ENTRIES PROVIDED below:

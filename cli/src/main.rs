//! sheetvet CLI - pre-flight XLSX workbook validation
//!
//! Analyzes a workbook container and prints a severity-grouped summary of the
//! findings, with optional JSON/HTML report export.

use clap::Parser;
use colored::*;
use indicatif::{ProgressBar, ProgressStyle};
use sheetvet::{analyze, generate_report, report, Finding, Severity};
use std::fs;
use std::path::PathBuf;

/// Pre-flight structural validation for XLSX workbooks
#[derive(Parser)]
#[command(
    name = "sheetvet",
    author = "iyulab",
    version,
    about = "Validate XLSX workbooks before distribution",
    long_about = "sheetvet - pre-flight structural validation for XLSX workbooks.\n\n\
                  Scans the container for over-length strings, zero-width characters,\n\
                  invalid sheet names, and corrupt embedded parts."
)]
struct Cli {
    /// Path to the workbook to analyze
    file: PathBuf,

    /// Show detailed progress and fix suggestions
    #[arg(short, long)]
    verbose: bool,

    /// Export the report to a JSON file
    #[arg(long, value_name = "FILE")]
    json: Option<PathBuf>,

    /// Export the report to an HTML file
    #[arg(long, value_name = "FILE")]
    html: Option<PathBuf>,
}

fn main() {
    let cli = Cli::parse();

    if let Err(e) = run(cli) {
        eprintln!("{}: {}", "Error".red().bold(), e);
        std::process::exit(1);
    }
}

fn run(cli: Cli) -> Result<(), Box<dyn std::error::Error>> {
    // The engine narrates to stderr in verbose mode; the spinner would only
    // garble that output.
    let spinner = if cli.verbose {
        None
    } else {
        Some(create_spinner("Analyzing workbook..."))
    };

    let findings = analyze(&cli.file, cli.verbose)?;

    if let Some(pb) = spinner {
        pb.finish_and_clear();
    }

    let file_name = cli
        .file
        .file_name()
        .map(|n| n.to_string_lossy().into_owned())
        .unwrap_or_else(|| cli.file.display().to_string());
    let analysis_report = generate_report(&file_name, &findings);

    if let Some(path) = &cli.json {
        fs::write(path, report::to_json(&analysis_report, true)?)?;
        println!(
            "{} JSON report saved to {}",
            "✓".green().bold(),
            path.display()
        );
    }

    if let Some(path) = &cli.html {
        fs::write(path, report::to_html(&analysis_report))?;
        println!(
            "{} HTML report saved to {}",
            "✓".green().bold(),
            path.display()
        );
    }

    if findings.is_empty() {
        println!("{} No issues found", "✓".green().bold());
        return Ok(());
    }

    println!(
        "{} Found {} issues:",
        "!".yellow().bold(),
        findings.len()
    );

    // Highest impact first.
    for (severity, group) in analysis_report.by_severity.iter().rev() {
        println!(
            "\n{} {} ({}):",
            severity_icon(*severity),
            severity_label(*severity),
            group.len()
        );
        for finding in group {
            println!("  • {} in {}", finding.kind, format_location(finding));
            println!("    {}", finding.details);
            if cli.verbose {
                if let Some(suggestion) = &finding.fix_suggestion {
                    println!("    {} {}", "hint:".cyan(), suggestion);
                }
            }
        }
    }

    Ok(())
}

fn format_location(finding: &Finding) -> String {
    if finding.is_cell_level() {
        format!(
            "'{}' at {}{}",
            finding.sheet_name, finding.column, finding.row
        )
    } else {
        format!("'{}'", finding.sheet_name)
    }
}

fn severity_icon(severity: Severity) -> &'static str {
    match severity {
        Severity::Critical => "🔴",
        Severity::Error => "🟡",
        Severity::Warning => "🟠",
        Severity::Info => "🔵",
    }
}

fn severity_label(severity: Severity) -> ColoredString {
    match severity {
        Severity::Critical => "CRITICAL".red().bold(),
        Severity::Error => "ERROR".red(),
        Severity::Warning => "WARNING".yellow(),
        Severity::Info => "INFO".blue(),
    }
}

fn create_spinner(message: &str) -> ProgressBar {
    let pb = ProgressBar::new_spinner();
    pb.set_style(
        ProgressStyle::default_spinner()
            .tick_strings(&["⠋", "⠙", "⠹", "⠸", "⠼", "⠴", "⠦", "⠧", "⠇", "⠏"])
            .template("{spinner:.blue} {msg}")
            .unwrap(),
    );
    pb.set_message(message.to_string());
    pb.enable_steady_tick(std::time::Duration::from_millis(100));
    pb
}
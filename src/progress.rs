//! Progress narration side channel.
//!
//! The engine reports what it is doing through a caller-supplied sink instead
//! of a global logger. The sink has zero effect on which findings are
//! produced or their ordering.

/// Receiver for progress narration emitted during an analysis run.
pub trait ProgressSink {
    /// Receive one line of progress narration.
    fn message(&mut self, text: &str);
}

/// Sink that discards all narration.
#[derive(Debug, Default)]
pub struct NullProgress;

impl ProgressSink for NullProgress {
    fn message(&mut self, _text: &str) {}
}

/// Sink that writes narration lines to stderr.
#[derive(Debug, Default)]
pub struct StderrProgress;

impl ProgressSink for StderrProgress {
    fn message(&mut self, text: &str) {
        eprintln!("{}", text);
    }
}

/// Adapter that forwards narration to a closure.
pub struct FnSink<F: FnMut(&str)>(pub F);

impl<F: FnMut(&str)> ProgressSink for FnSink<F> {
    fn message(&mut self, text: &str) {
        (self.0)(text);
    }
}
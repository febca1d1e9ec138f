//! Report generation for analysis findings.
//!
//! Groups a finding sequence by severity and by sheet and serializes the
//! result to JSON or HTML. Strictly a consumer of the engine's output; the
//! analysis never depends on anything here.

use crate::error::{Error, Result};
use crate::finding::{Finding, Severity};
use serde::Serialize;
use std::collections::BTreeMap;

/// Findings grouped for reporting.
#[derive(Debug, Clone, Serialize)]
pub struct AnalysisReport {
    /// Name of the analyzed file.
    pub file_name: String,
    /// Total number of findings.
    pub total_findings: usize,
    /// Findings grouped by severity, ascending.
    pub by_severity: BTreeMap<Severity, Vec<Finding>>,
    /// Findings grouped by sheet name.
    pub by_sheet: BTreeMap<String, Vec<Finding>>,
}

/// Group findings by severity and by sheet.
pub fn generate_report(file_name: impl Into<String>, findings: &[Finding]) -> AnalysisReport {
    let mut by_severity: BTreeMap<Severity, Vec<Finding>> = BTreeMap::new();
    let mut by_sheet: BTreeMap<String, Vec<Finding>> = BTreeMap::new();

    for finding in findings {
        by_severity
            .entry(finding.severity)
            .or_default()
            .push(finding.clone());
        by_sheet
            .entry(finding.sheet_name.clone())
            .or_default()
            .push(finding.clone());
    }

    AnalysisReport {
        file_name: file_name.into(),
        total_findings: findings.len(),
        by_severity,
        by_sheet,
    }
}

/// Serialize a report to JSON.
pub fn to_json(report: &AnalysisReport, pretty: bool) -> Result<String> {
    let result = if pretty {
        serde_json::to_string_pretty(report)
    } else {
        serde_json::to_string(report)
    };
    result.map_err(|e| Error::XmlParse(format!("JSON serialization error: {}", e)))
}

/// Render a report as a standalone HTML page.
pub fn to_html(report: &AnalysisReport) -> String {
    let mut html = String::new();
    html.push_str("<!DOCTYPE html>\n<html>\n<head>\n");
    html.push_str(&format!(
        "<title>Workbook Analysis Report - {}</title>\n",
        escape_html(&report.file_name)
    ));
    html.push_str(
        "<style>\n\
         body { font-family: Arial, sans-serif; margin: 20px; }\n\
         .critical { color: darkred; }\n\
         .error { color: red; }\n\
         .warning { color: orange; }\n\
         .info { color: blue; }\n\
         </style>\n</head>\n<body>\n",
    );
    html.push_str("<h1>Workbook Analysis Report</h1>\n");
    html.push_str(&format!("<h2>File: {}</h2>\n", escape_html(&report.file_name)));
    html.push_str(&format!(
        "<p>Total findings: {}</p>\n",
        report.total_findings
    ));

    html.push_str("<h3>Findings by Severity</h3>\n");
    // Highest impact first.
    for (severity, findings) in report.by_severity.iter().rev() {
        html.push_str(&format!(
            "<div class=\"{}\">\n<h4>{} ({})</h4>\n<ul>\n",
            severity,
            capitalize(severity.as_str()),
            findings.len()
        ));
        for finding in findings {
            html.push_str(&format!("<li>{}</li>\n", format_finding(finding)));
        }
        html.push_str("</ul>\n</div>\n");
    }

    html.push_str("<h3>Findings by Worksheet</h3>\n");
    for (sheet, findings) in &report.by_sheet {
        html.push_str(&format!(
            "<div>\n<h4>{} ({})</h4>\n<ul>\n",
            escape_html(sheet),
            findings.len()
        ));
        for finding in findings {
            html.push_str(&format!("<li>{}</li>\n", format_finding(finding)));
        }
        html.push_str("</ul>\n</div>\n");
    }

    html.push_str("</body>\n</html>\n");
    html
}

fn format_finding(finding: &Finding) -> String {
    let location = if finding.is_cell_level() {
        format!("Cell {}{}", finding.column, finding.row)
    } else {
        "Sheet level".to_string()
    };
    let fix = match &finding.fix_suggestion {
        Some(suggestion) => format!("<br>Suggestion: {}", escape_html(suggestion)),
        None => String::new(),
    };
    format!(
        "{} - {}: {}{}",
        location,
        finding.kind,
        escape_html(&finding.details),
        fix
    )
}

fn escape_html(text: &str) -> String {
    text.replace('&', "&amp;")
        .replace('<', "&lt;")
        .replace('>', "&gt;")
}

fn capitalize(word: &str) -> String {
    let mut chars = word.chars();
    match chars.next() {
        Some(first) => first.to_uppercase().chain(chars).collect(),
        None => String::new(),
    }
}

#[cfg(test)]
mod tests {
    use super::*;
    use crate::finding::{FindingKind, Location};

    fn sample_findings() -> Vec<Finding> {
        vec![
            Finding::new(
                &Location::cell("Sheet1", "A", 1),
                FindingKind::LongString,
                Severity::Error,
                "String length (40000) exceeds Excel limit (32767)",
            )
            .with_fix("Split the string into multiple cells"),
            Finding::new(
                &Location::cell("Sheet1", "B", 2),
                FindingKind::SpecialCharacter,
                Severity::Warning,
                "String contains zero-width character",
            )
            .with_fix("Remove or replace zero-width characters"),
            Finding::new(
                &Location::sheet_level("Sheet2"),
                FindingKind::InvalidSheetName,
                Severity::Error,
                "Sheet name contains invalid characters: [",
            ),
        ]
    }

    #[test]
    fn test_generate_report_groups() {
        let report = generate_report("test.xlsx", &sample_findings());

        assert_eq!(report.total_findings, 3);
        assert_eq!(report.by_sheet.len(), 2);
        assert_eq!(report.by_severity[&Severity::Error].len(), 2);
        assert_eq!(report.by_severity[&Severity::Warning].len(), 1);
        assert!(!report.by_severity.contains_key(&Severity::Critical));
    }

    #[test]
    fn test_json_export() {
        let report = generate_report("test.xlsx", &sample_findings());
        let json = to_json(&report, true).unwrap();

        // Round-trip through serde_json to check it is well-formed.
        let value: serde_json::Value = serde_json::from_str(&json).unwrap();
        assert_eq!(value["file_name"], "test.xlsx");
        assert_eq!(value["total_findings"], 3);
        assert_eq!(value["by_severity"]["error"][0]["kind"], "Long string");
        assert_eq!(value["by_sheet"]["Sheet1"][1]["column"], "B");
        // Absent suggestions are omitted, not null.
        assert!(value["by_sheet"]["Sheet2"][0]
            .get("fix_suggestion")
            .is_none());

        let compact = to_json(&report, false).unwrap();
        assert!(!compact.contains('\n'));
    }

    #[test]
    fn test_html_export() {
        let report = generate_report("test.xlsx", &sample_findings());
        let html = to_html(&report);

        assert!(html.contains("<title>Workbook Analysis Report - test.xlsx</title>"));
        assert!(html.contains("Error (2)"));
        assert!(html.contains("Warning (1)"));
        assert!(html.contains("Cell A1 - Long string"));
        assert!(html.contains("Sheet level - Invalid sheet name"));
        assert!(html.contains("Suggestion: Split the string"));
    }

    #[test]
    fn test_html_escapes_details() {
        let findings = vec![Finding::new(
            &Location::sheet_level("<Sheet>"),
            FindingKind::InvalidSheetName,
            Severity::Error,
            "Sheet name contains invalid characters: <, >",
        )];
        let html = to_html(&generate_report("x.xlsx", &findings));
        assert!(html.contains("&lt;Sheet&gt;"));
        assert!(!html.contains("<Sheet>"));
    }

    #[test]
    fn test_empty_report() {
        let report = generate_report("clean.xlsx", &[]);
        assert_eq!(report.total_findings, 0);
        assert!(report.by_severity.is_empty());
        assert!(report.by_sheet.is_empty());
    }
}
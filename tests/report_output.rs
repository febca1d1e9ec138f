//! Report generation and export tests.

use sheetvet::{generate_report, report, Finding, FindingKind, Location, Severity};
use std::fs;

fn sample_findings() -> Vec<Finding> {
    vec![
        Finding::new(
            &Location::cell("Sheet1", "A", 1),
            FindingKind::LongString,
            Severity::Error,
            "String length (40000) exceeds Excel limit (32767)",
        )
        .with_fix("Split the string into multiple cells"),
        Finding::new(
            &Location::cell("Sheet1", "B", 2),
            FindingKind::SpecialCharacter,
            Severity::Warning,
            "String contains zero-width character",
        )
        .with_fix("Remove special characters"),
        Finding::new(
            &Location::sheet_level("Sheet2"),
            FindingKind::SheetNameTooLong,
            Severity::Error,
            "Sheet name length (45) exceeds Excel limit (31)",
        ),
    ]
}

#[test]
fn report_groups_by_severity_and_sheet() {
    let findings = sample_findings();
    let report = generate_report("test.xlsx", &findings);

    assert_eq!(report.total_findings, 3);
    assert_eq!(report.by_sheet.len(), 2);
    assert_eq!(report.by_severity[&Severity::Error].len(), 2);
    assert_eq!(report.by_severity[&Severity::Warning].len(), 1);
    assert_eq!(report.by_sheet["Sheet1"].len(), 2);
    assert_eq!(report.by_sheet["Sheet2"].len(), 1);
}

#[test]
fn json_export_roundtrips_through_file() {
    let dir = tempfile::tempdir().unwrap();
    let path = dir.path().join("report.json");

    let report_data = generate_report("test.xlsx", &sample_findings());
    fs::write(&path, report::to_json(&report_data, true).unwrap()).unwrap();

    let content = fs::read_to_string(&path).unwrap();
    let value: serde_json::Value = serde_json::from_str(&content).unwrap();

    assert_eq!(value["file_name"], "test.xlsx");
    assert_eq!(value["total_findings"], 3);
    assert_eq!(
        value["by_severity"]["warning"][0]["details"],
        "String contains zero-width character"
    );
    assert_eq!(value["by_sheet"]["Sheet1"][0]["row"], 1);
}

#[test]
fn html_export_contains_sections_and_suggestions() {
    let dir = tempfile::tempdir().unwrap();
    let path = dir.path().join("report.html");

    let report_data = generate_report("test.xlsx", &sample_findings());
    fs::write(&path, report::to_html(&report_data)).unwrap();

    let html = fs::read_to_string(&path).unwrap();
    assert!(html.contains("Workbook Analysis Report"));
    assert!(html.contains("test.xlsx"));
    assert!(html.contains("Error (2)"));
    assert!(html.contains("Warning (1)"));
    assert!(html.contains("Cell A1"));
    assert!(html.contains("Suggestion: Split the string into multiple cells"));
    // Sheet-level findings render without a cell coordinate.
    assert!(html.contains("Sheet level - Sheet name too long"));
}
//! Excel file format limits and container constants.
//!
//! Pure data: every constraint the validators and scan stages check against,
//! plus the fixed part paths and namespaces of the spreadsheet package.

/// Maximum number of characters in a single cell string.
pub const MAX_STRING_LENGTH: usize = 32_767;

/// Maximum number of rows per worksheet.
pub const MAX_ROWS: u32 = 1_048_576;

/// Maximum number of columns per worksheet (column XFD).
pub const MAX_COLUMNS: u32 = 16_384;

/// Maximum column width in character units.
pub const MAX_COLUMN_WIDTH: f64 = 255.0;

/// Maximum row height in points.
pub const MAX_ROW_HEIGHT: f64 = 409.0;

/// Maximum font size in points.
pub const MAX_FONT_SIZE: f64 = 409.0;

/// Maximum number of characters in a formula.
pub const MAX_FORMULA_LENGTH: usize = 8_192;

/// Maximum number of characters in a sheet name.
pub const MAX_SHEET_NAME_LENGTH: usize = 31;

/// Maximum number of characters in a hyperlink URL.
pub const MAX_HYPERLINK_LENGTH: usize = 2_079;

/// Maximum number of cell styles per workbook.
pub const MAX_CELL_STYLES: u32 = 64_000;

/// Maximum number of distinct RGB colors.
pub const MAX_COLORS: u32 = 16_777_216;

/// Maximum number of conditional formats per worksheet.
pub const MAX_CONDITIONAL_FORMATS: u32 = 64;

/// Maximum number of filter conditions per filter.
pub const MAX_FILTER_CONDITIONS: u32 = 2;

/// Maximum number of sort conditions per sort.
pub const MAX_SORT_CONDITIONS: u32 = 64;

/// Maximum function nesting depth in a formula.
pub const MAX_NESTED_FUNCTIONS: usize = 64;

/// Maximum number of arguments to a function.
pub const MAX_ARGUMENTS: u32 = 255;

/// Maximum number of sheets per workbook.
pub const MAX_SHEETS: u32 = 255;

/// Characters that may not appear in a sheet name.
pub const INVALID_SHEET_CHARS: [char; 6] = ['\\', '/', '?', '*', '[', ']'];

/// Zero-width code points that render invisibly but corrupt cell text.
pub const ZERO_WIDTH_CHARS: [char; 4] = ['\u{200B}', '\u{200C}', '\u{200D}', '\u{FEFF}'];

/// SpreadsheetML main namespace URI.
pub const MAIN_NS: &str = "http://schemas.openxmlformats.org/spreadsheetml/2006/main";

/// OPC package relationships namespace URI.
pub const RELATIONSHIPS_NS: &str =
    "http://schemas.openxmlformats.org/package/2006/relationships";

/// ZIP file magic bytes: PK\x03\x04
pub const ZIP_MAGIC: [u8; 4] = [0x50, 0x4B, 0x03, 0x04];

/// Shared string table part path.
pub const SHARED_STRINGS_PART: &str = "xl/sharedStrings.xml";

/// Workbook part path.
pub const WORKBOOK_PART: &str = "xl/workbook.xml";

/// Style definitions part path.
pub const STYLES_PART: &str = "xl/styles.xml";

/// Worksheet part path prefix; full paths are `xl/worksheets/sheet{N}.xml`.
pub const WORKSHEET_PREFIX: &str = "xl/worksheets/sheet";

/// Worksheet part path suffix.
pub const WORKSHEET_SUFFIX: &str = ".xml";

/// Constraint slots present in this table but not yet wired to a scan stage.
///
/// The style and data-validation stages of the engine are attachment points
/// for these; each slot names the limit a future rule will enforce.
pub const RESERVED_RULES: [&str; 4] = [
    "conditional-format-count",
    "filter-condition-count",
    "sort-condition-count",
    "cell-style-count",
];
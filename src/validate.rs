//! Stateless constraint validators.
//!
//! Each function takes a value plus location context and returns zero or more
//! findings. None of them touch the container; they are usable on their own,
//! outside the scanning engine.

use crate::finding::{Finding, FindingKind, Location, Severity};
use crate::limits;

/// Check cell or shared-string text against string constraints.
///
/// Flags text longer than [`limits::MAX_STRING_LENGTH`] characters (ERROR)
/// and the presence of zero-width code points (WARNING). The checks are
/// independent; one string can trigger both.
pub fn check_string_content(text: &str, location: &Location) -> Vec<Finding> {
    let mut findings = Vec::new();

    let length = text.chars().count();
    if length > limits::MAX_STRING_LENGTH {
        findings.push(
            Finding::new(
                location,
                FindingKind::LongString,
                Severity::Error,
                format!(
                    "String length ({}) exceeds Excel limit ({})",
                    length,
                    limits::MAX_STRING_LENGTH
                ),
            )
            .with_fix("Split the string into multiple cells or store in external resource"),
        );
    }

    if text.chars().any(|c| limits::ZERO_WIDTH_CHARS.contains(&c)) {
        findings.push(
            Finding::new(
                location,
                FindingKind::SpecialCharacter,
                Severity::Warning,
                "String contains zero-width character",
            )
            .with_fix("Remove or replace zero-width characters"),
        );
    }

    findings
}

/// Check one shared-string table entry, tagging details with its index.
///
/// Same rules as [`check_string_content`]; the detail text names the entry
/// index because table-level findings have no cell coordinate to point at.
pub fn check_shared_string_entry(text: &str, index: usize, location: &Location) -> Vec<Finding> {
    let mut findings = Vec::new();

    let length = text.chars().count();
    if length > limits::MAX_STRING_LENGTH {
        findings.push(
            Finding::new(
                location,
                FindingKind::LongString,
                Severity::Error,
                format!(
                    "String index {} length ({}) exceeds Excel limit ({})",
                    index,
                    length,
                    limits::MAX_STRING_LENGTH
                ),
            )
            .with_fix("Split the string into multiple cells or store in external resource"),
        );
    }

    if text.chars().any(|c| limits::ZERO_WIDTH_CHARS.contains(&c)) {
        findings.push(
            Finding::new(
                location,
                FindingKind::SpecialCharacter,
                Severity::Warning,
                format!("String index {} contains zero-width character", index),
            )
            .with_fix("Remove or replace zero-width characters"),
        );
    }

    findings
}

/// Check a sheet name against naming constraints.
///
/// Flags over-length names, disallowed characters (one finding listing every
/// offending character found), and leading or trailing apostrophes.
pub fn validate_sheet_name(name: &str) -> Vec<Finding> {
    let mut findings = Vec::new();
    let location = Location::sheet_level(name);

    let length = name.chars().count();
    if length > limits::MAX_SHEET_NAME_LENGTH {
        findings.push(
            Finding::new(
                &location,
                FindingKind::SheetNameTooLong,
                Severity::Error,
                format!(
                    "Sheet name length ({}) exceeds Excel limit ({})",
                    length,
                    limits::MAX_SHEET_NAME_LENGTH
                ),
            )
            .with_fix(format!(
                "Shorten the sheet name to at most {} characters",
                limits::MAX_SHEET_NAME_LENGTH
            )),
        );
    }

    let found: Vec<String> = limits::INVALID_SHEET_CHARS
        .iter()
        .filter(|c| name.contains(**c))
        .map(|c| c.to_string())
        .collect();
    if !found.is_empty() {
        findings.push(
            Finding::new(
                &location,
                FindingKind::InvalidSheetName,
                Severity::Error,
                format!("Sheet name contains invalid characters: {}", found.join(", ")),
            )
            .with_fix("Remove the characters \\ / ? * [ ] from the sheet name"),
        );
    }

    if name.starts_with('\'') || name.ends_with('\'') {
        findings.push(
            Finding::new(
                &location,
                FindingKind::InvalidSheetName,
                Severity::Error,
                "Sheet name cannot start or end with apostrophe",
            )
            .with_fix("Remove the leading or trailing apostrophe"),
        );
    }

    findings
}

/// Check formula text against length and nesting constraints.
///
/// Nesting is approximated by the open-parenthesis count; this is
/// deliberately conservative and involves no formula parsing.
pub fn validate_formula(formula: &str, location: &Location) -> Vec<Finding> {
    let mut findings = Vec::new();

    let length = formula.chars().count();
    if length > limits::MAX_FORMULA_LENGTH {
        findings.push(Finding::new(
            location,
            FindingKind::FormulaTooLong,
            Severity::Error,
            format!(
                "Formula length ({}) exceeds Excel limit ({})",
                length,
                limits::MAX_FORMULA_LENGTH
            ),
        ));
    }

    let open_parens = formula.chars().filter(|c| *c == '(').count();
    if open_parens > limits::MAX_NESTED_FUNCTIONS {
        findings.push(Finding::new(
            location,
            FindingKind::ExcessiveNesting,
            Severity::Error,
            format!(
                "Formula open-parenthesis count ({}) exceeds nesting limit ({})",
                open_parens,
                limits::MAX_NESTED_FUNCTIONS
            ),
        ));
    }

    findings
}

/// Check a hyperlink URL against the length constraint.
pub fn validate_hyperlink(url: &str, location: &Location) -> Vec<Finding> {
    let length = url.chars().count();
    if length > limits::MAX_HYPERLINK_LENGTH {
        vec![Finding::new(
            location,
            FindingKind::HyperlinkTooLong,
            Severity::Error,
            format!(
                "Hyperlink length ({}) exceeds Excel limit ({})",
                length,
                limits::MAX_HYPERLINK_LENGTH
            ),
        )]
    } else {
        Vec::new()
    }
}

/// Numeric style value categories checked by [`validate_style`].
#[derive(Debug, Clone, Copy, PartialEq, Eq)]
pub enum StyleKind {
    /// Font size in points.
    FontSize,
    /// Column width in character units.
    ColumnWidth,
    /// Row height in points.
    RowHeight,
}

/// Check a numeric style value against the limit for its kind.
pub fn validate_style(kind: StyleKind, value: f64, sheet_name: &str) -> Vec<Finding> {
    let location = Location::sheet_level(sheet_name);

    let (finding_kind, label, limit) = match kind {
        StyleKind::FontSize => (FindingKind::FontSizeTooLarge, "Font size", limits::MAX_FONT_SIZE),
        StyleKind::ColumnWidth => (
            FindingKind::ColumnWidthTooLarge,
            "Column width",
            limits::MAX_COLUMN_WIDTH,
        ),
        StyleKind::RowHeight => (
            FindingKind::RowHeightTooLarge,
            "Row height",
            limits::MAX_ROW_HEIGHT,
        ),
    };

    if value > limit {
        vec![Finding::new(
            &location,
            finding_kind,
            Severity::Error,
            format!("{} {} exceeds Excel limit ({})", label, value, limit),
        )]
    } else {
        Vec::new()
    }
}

End of ENTRIES PROVIDED.

## WHAT IS REQUIRED
Begin at the line above that has "the leading or" and stop after the line that has "if length > limits::MAX_FORMULA_LENGTH", copying each line exactly and adding nothing else.

## RESULT BELOW
            .with_fix("Remove the leading or trailing apostrophe"),
        );
    }

    findings
}

/// Check formula text against length and nesting constraints.
///
/// Nesting is approximated by the open-parenthesis count; this is
/// deliberately conservative and involves no formula parsing.
pub fn validate_formula(formula: &str, location: &Location) -> Vec<Finding> {
    let mut findings = Vec::new();

    let length = formula.chars().count();
    if length > limits::MAX_FORMULA_LENGTH {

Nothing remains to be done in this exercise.